_ASSIGNMENT_. Search the data for the word "monitor". Reproduce every line where it is found.

[Stored items from a collection]
/---

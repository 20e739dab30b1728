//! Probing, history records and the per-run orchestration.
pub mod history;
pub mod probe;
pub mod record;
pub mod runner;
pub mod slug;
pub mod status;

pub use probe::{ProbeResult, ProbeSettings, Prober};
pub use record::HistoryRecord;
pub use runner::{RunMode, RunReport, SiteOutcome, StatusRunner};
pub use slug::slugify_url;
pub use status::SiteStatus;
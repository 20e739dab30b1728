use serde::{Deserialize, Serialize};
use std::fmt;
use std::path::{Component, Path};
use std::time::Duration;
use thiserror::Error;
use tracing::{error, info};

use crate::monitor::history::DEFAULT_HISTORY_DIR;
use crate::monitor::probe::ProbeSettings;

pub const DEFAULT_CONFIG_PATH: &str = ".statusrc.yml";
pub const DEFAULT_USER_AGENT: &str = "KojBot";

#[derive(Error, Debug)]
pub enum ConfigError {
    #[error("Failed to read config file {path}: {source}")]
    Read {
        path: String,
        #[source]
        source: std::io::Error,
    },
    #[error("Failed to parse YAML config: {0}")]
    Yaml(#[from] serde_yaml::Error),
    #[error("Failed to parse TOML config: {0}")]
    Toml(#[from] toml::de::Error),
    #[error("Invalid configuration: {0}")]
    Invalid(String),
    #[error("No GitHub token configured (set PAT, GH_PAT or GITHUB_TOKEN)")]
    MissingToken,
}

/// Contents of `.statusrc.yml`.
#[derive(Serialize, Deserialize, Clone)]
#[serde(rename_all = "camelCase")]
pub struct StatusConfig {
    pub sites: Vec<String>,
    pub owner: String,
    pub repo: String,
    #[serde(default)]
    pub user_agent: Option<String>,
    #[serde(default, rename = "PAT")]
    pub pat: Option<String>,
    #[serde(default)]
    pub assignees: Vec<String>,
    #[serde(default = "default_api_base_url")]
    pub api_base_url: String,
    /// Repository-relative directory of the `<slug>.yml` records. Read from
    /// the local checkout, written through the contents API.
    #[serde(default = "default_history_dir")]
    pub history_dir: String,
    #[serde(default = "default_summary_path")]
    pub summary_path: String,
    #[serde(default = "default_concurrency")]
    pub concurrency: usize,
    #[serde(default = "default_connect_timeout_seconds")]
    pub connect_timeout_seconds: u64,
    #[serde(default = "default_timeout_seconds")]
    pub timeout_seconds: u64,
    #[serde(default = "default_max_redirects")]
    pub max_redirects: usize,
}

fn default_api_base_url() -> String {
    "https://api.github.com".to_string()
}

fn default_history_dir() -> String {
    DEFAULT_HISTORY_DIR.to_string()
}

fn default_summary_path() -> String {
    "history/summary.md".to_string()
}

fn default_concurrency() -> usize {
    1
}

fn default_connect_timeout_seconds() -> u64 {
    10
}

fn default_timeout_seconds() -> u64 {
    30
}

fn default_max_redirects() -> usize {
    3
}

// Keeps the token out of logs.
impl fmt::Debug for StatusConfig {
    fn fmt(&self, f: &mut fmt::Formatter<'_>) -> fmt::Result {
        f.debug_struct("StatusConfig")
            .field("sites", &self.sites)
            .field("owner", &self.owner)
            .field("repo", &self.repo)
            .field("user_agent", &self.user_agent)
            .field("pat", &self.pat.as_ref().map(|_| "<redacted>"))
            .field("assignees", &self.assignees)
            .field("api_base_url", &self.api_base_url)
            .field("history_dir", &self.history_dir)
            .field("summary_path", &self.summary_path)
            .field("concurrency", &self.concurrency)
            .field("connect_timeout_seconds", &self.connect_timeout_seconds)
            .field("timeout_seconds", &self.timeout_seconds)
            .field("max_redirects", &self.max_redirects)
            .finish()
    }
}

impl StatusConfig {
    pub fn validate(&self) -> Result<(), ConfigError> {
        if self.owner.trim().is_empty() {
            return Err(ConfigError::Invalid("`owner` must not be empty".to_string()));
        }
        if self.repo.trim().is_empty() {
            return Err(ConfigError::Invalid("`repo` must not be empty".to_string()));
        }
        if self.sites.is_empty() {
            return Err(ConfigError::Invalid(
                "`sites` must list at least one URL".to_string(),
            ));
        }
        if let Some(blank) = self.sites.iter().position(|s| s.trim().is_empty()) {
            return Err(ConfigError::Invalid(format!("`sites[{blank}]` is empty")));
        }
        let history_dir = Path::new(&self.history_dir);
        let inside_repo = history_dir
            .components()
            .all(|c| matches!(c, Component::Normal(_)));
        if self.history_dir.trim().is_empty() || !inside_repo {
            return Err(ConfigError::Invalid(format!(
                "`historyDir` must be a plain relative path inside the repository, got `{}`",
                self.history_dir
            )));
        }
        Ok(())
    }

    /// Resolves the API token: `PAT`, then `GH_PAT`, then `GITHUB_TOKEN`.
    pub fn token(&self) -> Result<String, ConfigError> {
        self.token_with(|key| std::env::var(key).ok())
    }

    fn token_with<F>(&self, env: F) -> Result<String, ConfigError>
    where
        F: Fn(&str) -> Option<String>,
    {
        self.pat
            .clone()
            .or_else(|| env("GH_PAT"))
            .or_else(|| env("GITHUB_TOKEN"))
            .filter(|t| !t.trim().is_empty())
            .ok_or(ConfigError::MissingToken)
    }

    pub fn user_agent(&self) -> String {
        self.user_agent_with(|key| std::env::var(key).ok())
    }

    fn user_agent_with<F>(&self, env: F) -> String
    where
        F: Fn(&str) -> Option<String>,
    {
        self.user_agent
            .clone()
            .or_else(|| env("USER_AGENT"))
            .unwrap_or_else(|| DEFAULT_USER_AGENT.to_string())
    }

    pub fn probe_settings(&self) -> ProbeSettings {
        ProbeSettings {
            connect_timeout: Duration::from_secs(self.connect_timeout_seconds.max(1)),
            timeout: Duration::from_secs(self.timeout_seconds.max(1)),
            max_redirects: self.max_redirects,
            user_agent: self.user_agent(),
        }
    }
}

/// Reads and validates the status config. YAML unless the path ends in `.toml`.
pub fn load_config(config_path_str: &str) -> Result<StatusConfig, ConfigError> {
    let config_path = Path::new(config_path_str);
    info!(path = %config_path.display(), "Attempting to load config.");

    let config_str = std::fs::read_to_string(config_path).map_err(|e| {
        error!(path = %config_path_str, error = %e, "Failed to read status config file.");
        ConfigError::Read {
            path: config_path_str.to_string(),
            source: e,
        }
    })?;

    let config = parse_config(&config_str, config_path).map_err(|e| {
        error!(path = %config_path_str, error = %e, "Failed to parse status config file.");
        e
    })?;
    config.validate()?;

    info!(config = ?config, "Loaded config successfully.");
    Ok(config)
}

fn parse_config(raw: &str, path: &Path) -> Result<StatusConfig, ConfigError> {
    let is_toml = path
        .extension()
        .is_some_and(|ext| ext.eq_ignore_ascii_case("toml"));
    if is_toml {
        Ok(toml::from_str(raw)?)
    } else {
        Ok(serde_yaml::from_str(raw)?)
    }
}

\---
/---

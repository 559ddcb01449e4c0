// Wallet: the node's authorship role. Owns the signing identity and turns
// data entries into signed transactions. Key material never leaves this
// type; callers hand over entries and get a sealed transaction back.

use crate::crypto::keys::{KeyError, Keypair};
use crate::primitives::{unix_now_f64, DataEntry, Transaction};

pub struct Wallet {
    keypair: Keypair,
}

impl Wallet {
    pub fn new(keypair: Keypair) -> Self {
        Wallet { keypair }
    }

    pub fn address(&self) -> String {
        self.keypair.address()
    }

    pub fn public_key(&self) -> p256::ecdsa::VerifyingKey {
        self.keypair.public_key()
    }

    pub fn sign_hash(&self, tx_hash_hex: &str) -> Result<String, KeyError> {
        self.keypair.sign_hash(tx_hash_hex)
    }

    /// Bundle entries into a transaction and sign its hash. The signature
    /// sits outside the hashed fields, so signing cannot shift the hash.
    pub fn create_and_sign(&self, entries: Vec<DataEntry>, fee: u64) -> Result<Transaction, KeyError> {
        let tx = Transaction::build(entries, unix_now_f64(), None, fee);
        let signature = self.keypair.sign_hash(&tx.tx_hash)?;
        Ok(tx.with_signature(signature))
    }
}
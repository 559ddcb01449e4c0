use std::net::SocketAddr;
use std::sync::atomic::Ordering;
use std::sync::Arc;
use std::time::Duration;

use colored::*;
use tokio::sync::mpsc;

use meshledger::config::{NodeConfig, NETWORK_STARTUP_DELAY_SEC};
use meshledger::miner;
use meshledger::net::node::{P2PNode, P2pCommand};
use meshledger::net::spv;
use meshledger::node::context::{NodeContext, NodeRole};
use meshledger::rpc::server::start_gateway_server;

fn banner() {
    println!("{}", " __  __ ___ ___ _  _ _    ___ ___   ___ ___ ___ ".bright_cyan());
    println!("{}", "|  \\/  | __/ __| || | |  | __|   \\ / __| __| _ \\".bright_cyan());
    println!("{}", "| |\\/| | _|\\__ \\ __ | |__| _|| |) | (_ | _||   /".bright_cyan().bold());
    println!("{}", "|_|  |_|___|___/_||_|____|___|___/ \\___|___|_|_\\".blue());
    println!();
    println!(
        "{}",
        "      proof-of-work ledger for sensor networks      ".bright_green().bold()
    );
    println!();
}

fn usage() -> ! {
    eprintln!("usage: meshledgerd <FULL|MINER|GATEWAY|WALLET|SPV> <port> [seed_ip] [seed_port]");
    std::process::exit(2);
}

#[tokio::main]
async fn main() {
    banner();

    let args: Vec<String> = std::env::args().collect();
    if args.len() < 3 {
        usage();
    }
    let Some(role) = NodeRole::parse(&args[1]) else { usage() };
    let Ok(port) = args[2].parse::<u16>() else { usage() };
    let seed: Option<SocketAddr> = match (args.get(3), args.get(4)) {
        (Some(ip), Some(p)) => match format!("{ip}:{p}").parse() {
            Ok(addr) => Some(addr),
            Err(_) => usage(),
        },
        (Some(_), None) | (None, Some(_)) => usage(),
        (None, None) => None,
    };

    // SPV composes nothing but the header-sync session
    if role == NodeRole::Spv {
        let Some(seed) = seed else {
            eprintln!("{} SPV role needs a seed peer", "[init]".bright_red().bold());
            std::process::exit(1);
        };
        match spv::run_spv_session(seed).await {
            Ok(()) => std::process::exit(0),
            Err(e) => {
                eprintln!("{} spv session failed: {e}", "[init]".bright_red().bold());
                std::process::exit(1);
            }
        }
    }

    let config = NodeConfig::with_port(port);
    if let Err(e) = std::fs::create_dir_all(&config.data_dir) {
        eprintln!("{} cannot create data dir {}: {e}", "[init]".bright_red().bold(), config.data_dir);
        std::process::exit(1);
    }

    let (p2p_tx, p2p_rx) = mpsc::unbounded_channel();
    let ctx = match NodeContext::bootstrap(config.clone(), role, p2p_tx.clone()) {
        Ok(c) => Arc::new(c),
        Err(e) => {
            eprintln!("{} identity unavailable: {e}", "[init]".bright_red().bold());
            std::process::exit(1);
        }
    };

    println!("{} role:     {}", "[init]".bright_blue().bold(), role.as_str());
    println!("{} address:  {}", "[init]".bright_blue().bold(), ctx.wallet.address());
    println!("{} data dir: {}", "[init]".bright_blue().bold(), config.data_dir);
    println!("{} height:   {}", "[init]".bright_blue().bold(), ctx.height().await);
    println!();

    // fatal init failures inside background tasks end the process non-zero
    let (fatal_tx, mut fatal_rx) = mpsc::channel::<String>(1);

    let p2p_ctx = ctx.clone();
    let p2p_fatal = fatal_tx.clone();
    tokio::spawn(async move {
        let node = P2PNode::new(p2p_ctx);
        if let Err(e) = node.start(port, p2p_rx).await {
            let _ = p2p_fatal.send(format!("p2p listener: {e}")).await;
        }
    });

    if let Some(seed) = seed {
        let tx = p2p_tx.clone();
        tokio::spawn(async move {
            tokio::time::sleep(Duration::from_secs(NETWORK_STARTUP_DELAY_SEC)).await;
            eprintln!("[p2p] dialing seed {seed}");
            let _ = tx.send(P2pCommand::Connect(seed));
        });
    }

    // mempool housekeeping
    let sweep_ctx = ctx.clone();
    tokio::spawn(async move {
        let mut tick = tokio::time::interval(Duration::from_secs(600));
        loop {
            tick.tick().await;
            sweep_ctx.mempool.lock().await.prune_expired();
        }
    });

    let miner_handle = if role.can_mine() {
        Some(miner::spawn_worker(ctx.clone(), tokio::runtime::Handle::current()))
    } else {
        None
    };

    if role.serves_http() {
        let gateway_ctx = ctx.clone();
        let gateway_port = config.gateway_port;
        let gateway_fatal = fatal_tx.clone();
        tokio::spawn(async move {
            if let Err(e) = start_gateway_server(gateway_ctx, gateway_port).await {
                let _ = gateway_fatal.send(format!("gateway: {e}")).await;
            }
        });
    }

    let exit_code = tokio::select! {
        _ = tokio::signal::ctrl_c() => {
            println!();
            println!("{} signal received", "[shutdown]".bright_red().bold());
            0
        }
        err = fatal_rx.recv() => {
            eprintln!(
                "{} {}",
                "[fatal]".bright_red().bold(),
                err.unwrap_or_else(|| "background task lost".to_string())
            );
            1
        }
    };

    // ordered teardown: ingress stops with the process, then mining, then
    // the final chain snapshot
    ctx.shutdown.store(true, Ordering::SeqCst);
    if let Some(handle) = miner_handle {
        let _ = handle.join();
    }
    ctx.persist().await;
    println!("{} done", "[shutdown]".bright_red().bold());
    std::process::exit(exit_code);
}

\---

_ANSWER BOX_.
use crate::monitor::history::DEFAULT_HISTORY_DIR;
use crate::monitor::probe::ProbeSettings;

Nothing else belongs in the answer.